Pattison Outdoor has launched a pilot program for the industry’s first tool that will measure moving OOH in transit, reasserting static OOH as a strong pillar in the company’s media mix.
SweetSpot Transit Streetcar Measurement is a reach curve transit advertising dashboard that shows the optimal audience reach and frequency by media spend for large-format streetcar campaigns. The pilot project kicks off with a streetcar vinyl wrap activation on the Toronto’s TTC system.
“The OOH industry achieved a major milestone when mobile location analytics was brought into the static outdoor space,” Bob Leroux, VP and general manager, national sales at Pattison Outdoor Advertising, tells MiC. “The natural evolution was to bring similar data sets and audience insights along with attribution to moving transit, which represents a significant portion of OOH advertising.”
He says the SweetSpot platform provides an optimization tool similar to what agencies get for online platforms. While the TTC network is the focus of the pilot program, Leroux says the plan is to roll it out “across all transit and stationary OOH assets for a complete national omni-channel exposure planning experience.”
The dashboard is built in partnership with Docma, a technology company specializing in media and marketing science. It incorporates probabilistic reach and frequency methodology and geofences streetcar stops in real-time, depicting the route map along which the advertising campaigns are activated.
Then, through anonymized mobile device ID data, Docma records the unique IDs in the geofenced area at the same time the streetcar passes through, along with the number of times they re-enter the target area and the time they spend there.
The dashboard also layers in postal code data, ultimately delivering reach curve audiences defined by Environics Analytics demographic and behavioural reports.
“The tool is extremely sensitive to time in market as well as the number of ad assets in the market,” Leroux says. “We’ve run a number of test scenarios using the SweetSpot tool, and at a broad level, we have seen a 12-week campaign for three full-wrap streetcars generate approximately 43% reach for the A5+ Toronto/GTA population.”

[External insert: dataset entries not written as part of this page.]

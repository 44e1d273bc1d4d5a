//! Single-image entry points: symbol, rasterize, finder patterns, logo.

use std::path::Path;

use ab_glyph::PxScale;
use image::RgbaImage;
use tracing::debug;

use crate::compose::extend_bottom;
use crate::error::Result;
use crate::finder::enhance_finder_patterns;
use crate::logo::{FsLogoLoader, LogoLoader, add_logo};
use crate::output::{GeneratedImage, encode_png, write_file};
use crate::raster::rasterize;
use crate::style::StyleConfig;
use crate::symbol::build_symbol;
use crate::text::{LabelFont, draw_centered_label};

/// Label band height in modules.
const LABEL_BAND_MODULES: u32 = 3;

/// Label font size in modules.
const LABEL_FONT_MODULES: f32 = 2.0;

/// Renders styled QR images. Holds no per-call state; safe to reuse.
#[derive(Debug, Clone)]
pub struct Synthesizer<L = FsLogoLoader> {
    loader: L,
    font: LabelFont,
}

impl Synthesizer<FsLogoLoader> {
    /// Filesystem logo loader and the bundled label font.
    pub fn new() -> Result<Self> {
        Ok(Self {
            loader: FsLogoLoader,
            font: LabelFont::bundled()?,
        })
    }
}

impl<L: LogoLoader> Synthesizer<L> {
    pub fn with_logo_loader<M: LogoLoader>(self, loader: M) -> Synthesizer<M> {
        Synthesizer {
            loader,
            font: self.font,
        }
    }

    pub fn with_label_font(mut self, font: LabelFont) -> Self {
        self.font = font;
        self
    }

    /// Render `payload` with `style`, validating the style first.
    pub fn render(&self, payload: &str, style: &StyleConfig) -> Result<RgbaImage> {
        let style = style.clone().prepare()?;
        self.render_prepared(payload, &style)
    }

    /// Render and encode as PNG bytes, for callers that stream the result.
    pub fn render_png(&self, payload: &str, style: &StyleConfig) -> Result<Vec<u8>> {
        encode_png(&self.render(payload, style)?)
    }

    /// Render and write a PNG to `path`. The parent directory must exist.
    pub fn generate_to_path(
        &self,
        payload: &str,
        path: &Path,
        style: &StyleConfig,
    ) -> Result<GeneratedImage> {
        let img = self.render(payload, style)?;
        let png = encode_png(&img)?;
        write_file(path, &png)?;
        debug!(path = %path.display(), bytes = png.len(), "Wrote QR image");
        Ok(GeneratedImage {
            path: path.to_path_buf(),
            png,
            width: img.width(),
            height: img.height(),
        })
    }

    /// Render with a text label in a band beneath the symbol.
    pub fn render_labeled(
        &self,
        payload: &str,
        label: &str,
        style: &StyleConfig,
    ) -> Result<RgbaImage> {
        let style = style.clone().prepare()?;
        self.render_labeled_prepared(payload, label, &style)
    }

    /// Render assuming `style` already went through [`StyleConfig::prepare`].
    pub(crate) fn render_prepared(&self, payload: &str, style: &StyleConfig) -> Result<RgbaImage> {
        let symbol = build_symbol(payload, style.error_correction_level)?;
        let mut canvas = rasterize(&symbol, style);
        enhance_finder_patterns(&mut canvas, &symbol, style);

        if let Some(logo_path) = &style.logo_path {
            add_logo(
                &mut canvas.image,
                &self.loader,
                logo_path,
                style.logo_size_ratio,
                style.color_light.to_rgba(),
            )?;
        }

        Ok(canvas.into_image())
    }

    pub(crate) fn render_labeled_prepared(
        &self,
        payload: &str,
        label: &str,
        style: &StyleConfig,
    ) -> Result<RgbaImage> {
        let symbol_img = self.render_prepared(payload, style)?;
        let band = LABEL_BAND_MODULES * style.scale;
        let mut img = extend_bottom(&symbol_img, band, style.color_light.to_rgba());
        let font_px = LABEL_FONT_MODULES * style.scale as f32;
        draw_centered_label(
            &mut img,
            self.font.font(),
            PxScale::from(font_px),
            symbol_img.height(),
            band,
            label,
            style.color_dark.to_rgba(),
        );
        Ok(img)
    }
}

#[cfg(test)]
mod tests {
    use super::*;
    use crate::error::QrError;
    use crate::style::{EccLevel, ModuleShape};
    use image::{DynamicImage, Rgba};
    use std::path::PathBuf;

    struct SolidLogo;

    impl LogoLoader for SolidLogo {
        fn load(&self, _path: &Path) -> Result<DynamicImage> {
            Ok(DynamicImage::ImageRgba8(RgbaImage::from_pixel(
                32,
                32,
                Rgba([200, 30, 30, 255]),
            )))
        }
    }

    #[test]
    fn render_matches_canvas_formula() {
        let synth = Synthesizer::new().unwrap();
        let style = StyleConfig {
            scale: 4,
            margin: 2,
            ..StyleConfig::default()
        };
        let payload = "https://qrmenu.example.com/m/abc";
        let img = synth.render(payload, &style).unwrap();
        let n = build_symbol(payload, EccLevel::M).unwrap().width() as u32;
        assert_eq!(img.dimensions(), (n * 4 + 16, n * 4 + 16));
    }

    #[test]
    fn render_is_repeatable_for_every_shape() {
        let synth = Synthesizer::new().unwrap();
        for shape in [
            ModuleShape::Square,
            ModuleShape::Rounded,
            ModuleShape::Circle,
            ModuleShape::Diamond,
        ] {
            let style = StyleConfig {
                shape,
                ..StyleConfig::default()
            };
            let a = synth.render_png("repeat", &style).unwrap();
            let b = synth.render_png("repeat", &style).unwrap();
            assert_eq!(a, b, "{shape:?}");
        }
    }

    #[test]
    fn logo_lands_in_center() {
        let synth = Synthesizer::new().unwrap().with_logo_loader(SolidLogo);
        let style = StyleConfig {
            logo_path: Some(PathBuf::from("logo.png")),
            ..StyleConfig::default()
        };
        let img = synth.render("https://qrmenu.example.com/m/logo", &style).unwrap();
        let c = img.width() / 2;
        assert_eq!(*img.get_pixel(c, c), Rgba([200, 30, 30, 255]));
    }

    #[test]
    fn invalid_ratio_fails_before_loading() {
        let synth = Synthesizer::new().unwrap();
        let style = StyleConfig {
            logo_path: Some(PathBuf::from("/missing/logo.png")),
            logo_size_ratio: 0.31,
            ..StyleConfig::default()
        };
        assert!(matches!(
            synth.render("x", &style),
            Err(QrError::InvalidLogoRatio(_))
        ));
    }

    #[test]
    fn missing_logo_is_load_error() {
        let synth = Synthesizer::new().unwrap();
        let style = StyleConfig {
            logo_path: Some(PathBuf::from("/missing/logo.png")),
            ..StyleConfig::default()
        };
        assert!(matches!(
            synth.render("x", &style),
            Err(QrError::LogoLoad { .. })
        ));
    }

    #[test]
    fn labeled_render_extends_height() {
        let synth = Synthesizer::new().unwrap();
        let style = StyleConfig::default();
        let plain = synth.render("label", &style).unwrap();
        let labeled = synth.render_labeled("label", "Table 3", &style).unwrap();
        assert_eq!(labeled.width(), plain.width());
        assert_eq!(labeled.height(), plain.height() + 3 * style.scale);
        let white = Rgba([255, 255, 255, 255]);
        let band_has_ink = (plain.height()..labeled.height())
            .any(|y| (0..labeled.width()).any(|x| *labeled.get_pixel(x, y) != white));
        assert!(band_has_ink);
    }

    #[test]
    fn generate_to_path_writes_png() {
        let tmp = tempfile::tempdir().unwrap();
        let path = tmp.path().join("qr.png");
        let synth = Synthesizer::new().unwrap();
        let out = synth
            .generate_to_path("https://qrmenu.example.com/m/x", &path, &StyleConfig::default())
            .unwrap();
        assert_eq!(out.path, path);
        assert_eq!(std::fs::read(&path).unwrap(), out.png);
        assert_eq!(out.width, out.height);
    }

    #[test]
    fn generate_to_missing_directory_is_io_error() {
        let tmp = tempfile::tempdir().unwrap();
        let path = tmp.path().join("nope/qr.png");
        let synth = Synthesizer::new().unwrap();
        assert!(matches!(
            synth.generate_to_path("x", &path, &StyleConfig::default()),
            Err(QrError::Io { .. })
        ));
    }
}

Additionally, Leroux says the dashboard can run scenarios against specific target audiences using affinity data and Environics’ PRIZM personas (30,000 data points across 67 segments that capture current demographics, lifestyles and values in Canada).
SweetSpot also incorporates legacy ad recall research Leroux says Pattison has been developing for some time. He notes that the platform doesn’t just provide insight around exposure planning, but through the integration of historical analysis, it can “help manage the expectation, or standard – for not only scale, but also impact – which will be a noticeable evolution in the Canadian OOH industry.”
In an increasingly digital landscape where measurement, attribution, and ultimately performance is key, advertisers not only need to maximize activation reach, but justify the associated expense. Leroux states that SweetSpot helps assess moving transit’s role and investment in the channel mix.
How does a wrapped streetcar compare to a superboard? After 25 years selling transit OOH, Leroux says he’s excited to finally be able to provide an answer. “Toronto streetcars are 100-foot long moving superboards, providing amazing reach throughout the market. Now we can prove it. The next logical steps include applying the methodology to Toronto subway trains and LRT vehicles, such as we have in Calgary and Edmonton.”